→ Task to carry out
Write the records out again, precisely as they stand.

------------------------

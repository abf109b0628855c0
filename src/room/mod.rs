//! One room = one independent game session: its players, current puzzle,
//! timers, and a broadcast channel every member's connection listens on.

pub mod events;
pub mod tasks;

use crate::host::{GameHost, HostContext};
use crate::protocol::{PlayerInfo, ScoreEntry, ServerMessage};
use crate::puzzles::PuzzleStore;
use crate::reveal::masked_display;
use crate::types::*;
use std::collections::{HashMap, HashSet};
use std::sync::Arc;
use tokio::sync::{broadcast, Mutex};
use tokio::task::JoinHandle;

/// Broadcast backlog per room before slow receivers start lagging.
const BROADCAST_CAPACITY: usize = 256;

/// Authoritative state of a single room. Only ever mutated with the room
/// mutex held; timed activities re-validate `state` after every sleep before
/// touching anything.
pub struct Room {
    pub id: RoomId,
    pub players: HashMap<PlayerId, Player>,
    pub current_puzzle: Option<Arc<Puzzle>>,
    pub revealed_positions: HashSet<usize>,
    pub state: RoomState,
    pub round_number: u32,
    pub buzzed_player: Option<PlayerId>,
    pub remaining_time: u32,
    pub answer_remaining_time: u32,
    pub config: GameConfig,
    /// Set once the last player has left and the registry is dropping the
    /// room. A join that raced in on a stale handle must not use it.
    pub(crate) closed: bool,
    /// A round start is committing (narration in flight); blocks a second
    /// concurrent start.
    round_starting: bool,
    tx: broadcast::Sender<ServerMessage>,
    tasks: RoomTasks,
}

/// Handles to the concurrently running activities, at most one of each.
#[derive(Default)]
struct RoomTasks {
    revealer: Option<JoinHandle<()>>,
    round_timer: Option<JoinHandle<()>>,
    answer_timer: Option<JoinHandle<()>>,
    /// Pending delayed transition into the next round.
    advance: Option<JoinHandle<()>>,
}

impl Room {
    fn new(id: RoomId, config: GameConfig) -> Self {
        let (tx, _rx) = broadcast::channel(BROADCAST_CAPACITY);
        Self {
            id,
            players: HashMap::new(),
            current_puzzle: None,
            revealed_positions: HashSet::new(),
            state: RoomState::Waiting,
            round_number: 1,
            buzzed_player: None,
            remaining_time: 0,
            answer_remaining_time: 0,
            config,
            closed: false,
            round_starting: false,
            tx,
            tasks: RoomTasks::default(),
        }
    }

    /// Send a message to every current room member. Delivery to a member
    /// that already dropped its receiver is silently skipped.
    pub fn broadcast(&self, msg: ServerMessage) {
        let _ = self.tx.send(msg);
    }

    pub fn subscribe(&self) -> broadcast::Receiver<ServerMessage> {
        self.tx.subscribe()
    }

    pub fn roster(&self) -> Vec<PlayerInfo> {
        self.players.values().map(PlayerInfo::from).collect()
    }

    pub fn score_map(&self) -> HashMap<PlayerId, ScoreEntry> {
        self.players
            .iter()
            .map(|(id, p)| {
                (
                    id.clone(),
                    ScoreEntry {
                        name: p.name.clone(),
                        score: p.score,
                    },
                )
            })
            .collect()
    }

    pub fn host_context(&self) -> HostContext {
        HostContext {
            round: self.round_number,
            scores: self
                .players
                .values()
                .map(|p| (p.name.clone(), p.score))
                .collect(),
        }
    }

    pub fn any_can_buzz(&self) -> bool {
        self.players.values().any(|p| p.can_buzz)
    }

    /// Current masked board, empty string outside a round.
    pub fn puzzle_display(&self) -> String {
        match &self.current_puzzle {
            Some(puzzle) => masked_display(&puzzle.answer, &self.revealed_positions),
            None => String::new(),
        }
    }

    pub(crate) fn cancel_revealer(&mut self) {
        if let Some(task) = self.tasks.revealer.take() {
            task.abort();
        }
    }

    pub(crate) fn cancel_round_timer(&mut self) {
        if let Some(task) = self.tasks.round_timer.take() {
            task.abort();
        }
    }

    pub(crate) fn cancel_answer_timer(&mut self) {
        if let Some(task) = self.tasks.answer_timer.take() {
            task.abort();
        }
    }

    /// Cancel the three timed activities. The pending round-advance task is
    /// deliberately left alone: it is the one calling this on its way into
    /// the next round, and aborting it here would cut that round short.
    pub(crate) fn cancel_timed_activities(&mut self) {
        self.cancel_revealer();
        self.cancel_round_timer();
        self.cancel_answer_timer();
    }

    /// Stop everything. Called when the room is removed from the registry.
    pub(crate) fn shutdown(&mut self) {
        self.closed = true;
        self.cancel_timed_activities();
        if let Some(task) = self.tasks.advance.take() {
            task.abort();
        }
    }
}

/// Cloneable handle bundling a room with the process-wide collaborators its
/// tasks need (commentary host, puzzle catalog).
#[derive(Clone)]
pub struct RoomHandle {
    pub room: Arc<Mutex<Room>>,
    pub host: Arc<GameHost>,
    pub puzzles: Arc<PuzzleStore>,
}

impl RoomHandle {
    pub fn new(
        id: RoomId,
        config: GameConfig,
        host: Arc<GameHost>,
        puzzles: Arc<PuzzleStore>,
    ) -> Self {
        Self {
            room: Arc::new(Mutex::new(Room::new(id, config))),
            host,
            puzzles,
        }
    }

    /// Remove a player, broadcasting the updated roster to whoever is left.
    /// Returns true when the room is now empty. A disconnecting buzzer keeps
    /// the answer window: the answer timer clears the slot on expiry.
    pub async fn remove_player(&self, player_id: &PlayerId) -> bool {
        let mut room = self.room.lock().await;
        if room.players.remove(player_id).is_some() {
            tracing::info!("Player {} left room {}", player_id, room.id);
        }
        if room.players.is_empty() {
            room.shutdown();
            true
        } else {
            let roster = room.roster();
            room.broadcast(ServerMessage::PlayerUpdate { players: roster });
            false
        }
    }
}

------------------------

→ Response
repository abf109b0628855c0
filename src/room/mod.rs
//! One room = one independent game session: its players, current puzzle,
//! timers, and a broadcast channel every member's connection listens on.

pub mod events;
pub mod tasks;

use crate::host::{GameHost, HostContext};
use crate::protocol::{PlayerInfo, ScoreEntry, ServerMessage};
use crate::puzzles::PuzzleStore;
use crate::reveal::masked_display;
use crate::types::*;
use std::collections::{HashMap, HashSet};
use std::sync::Arc;
use tokio::sync::{broadcast, Mutex};
use tokio::task::JoinHandle;

/// Broadcast backlog per room before slow receivers start lagging.
const BROADCAST_CAPACITY: usize = 256;

/// Authoritative state of a single room. Only ever mutated with the room
/// mutex held; timed activities re-validate `state` after every sleep before
/// touching anything.
pub struct Room {
    pub id: RoomId,
    pub players: HashMap<PlayerId, Player>,
    pub current_puzzle: Option<Arc<Puzzle>>,
    pub revealed_positions: HashSet<usize>,
    pub state: RoomState,
    pub round_number: u32,
    pub buzzed_player: Option<PlayerId>,
    pub remaining_time: u32,
    pub answer_remaining_time: u32,
    pub config: GameConfig,
    /// Set once the last player has left and the registry is dropping the
    /// room. A join that raced in on a stale handle must not use it.
    pub(crate) closed: bool,
    /// A round start is committing (narration in flight); blocks a second
    /// concurrent start.
    round_starting: bool,
    tx: broadcast::Sender<ServerMessage>,
    tasks: RoomTasks,
}

/// Handles to the concurrently running activities, at most one of each.
#[derive(Default)]
struct RoomTasks {
    revealer: Option<JoinHandle<()>>,
    round_timer: Option<JoinHandle<()>>,
    answer_timer: Option<JoinHandle<()>>,
    /// Pending delayed transition into the next round.
    advance: Option<JoinHandle<()>>,
}

impl Room {
    fn new(id: RoomId, config: GameConfig) -> Self {
        let (tx, _rx) = broadcast::channel(BROADCAST_CAPACITY);
        Self {
            id,
            players: HashMap::new(),
            current_puzzle: None,
            revealed_positions: HashSet::new(),
            state: RoomState::Waiting,
            round_number: 1,
            buzzed_player: None,
            remaining_time: 0,
            answer_remaining_time: 0,
            config,
            closed: false,
            round_starting: false,
            tx,
            tasks: RoomTasks::default(),
        }
    }

    /// Send a message to every current room member. Delivery to a member
    /// that already dropped its receiver is silently skipped.
    pub fn broadcast(&self, msg: ServerMessage) {
        let _ = self.tx.send(msg);
    }

    pub fn subscribe(&self) -> broadcast::Receiver<ServerMessage> {
        self.tx.subscribe()
    }

    pub fn roster(&self) -> Vec<PlayerInfo> {
        self.players.values().map(PlayerInfo::from).collect()
    }

    pub fn score_map(&self) -> HashMap<PlayerId, ScoreEntry> {
        self.players
            .iter()
            .map(|(id, p)| {
                (
                    id.clone(),
                    ScoreEntry {
                        name: p.name.clone(),
                        score: p.score,
                    },
                )
            })
            .collect()
    }

    pub fn host_context(&self) -> HostContext {
        HostContext {
            round: self.round_number,
            scores: self
                .players
                .values()
                .map(|p| (p.name.clone(), p.score))
                .collect(),
        }
    }

    pub fn any_can_buzz(&self) -> bool {
        self.players.values().any(|p| p.can_buzz)
    }

    /// Current masked board, empty string outside a round.
    pub fn puzzle_display(&self) -> String {
        match &self.current_puzzle {
            Some(puzzle) => masked_display(&puzzle.answer, &self.revealed_positions),
            None => String::new(),
        }
    }

    pub(crate) fn cancel_revealer(&mut self) {
        if let Some(task) = self.tasks.revealer.take() {
            task.abort();
        }
    }

    pub(crate) fn cancel_round_timer(&mut self) {
        if let Some(task) = self.tasks.round_timer.take() {
            task.abort();
        }
    }

    pub(crate) fn cancel_answer_timer(&mut self) {
        if let Some(task) = self.tasks.answer_timer.take() {
            task.abort();
        }
    }

    /// Cancel the three timed activities. The pending round-advance task is
    /// deliberately left alone: it is the one calling this on its way into
    /// the next round, and aborting it here would cut that round short.
    pub(crate) fn cancel_timed_activities(&mut self) {
        self.cancel_revealer();
        self.cancel_round_timer();
        self.cancel_answer_timer();
    }

    /// Stop everything. Called when the room is removed from the registry.
    pub(crate) fn shutdown(&mut self) {
        self.closed = true;
        self.cancel_timed_activities();
        if let Some(task) = self.tasks.advance.take() {
            task.abort();
        }
    }
}

/// Cloneable handle bundling a room with the process-wide collaborators its
/// tasks need (commentary host, puzzle catalog).
#[derive(Clone)]
pub struct RoomHandle {
    pub room: Arc<Mutex<Room>>,
    pub host: Arc<GameHost>,
    pub puzzles: Arc<PuzzleStore>,
}

impl RoomHandle {
    pub fn new(
        id: RoomId,
        config: GameConfig,
        host: Arc<GameHost>,
        puzzles: Arc<PuzzleStore>,
    ) -> Self {
        Self {
            room: Arc::new(Mutex::new(Room::new(id, config))),
            host,
            puzzles,
        }
    }

    /// Remove a player, broadcasting the updated roster to whoever is left.
    /// Returns true when the room is now empty. A disconnecting buzzer keeps
    /// the answer window: the answer timer clears the slot on expiry.
    pub async fn remove_player(&self, player_id: &PlayerId) -> bool {
        let mut room = self.room.lock().await;
        if room.players.remove(player_id).is_some() {
            tracing::info!("Player {} left room {}", player_id, room.id);
        }
        if room.players.is_empty() {
            room.shutdown();
            true
        } else {
            let roster = room.roster();
            room.broadcast(ServerMessage::PlayerUpdate { players: roster });
            false
        }
    }
}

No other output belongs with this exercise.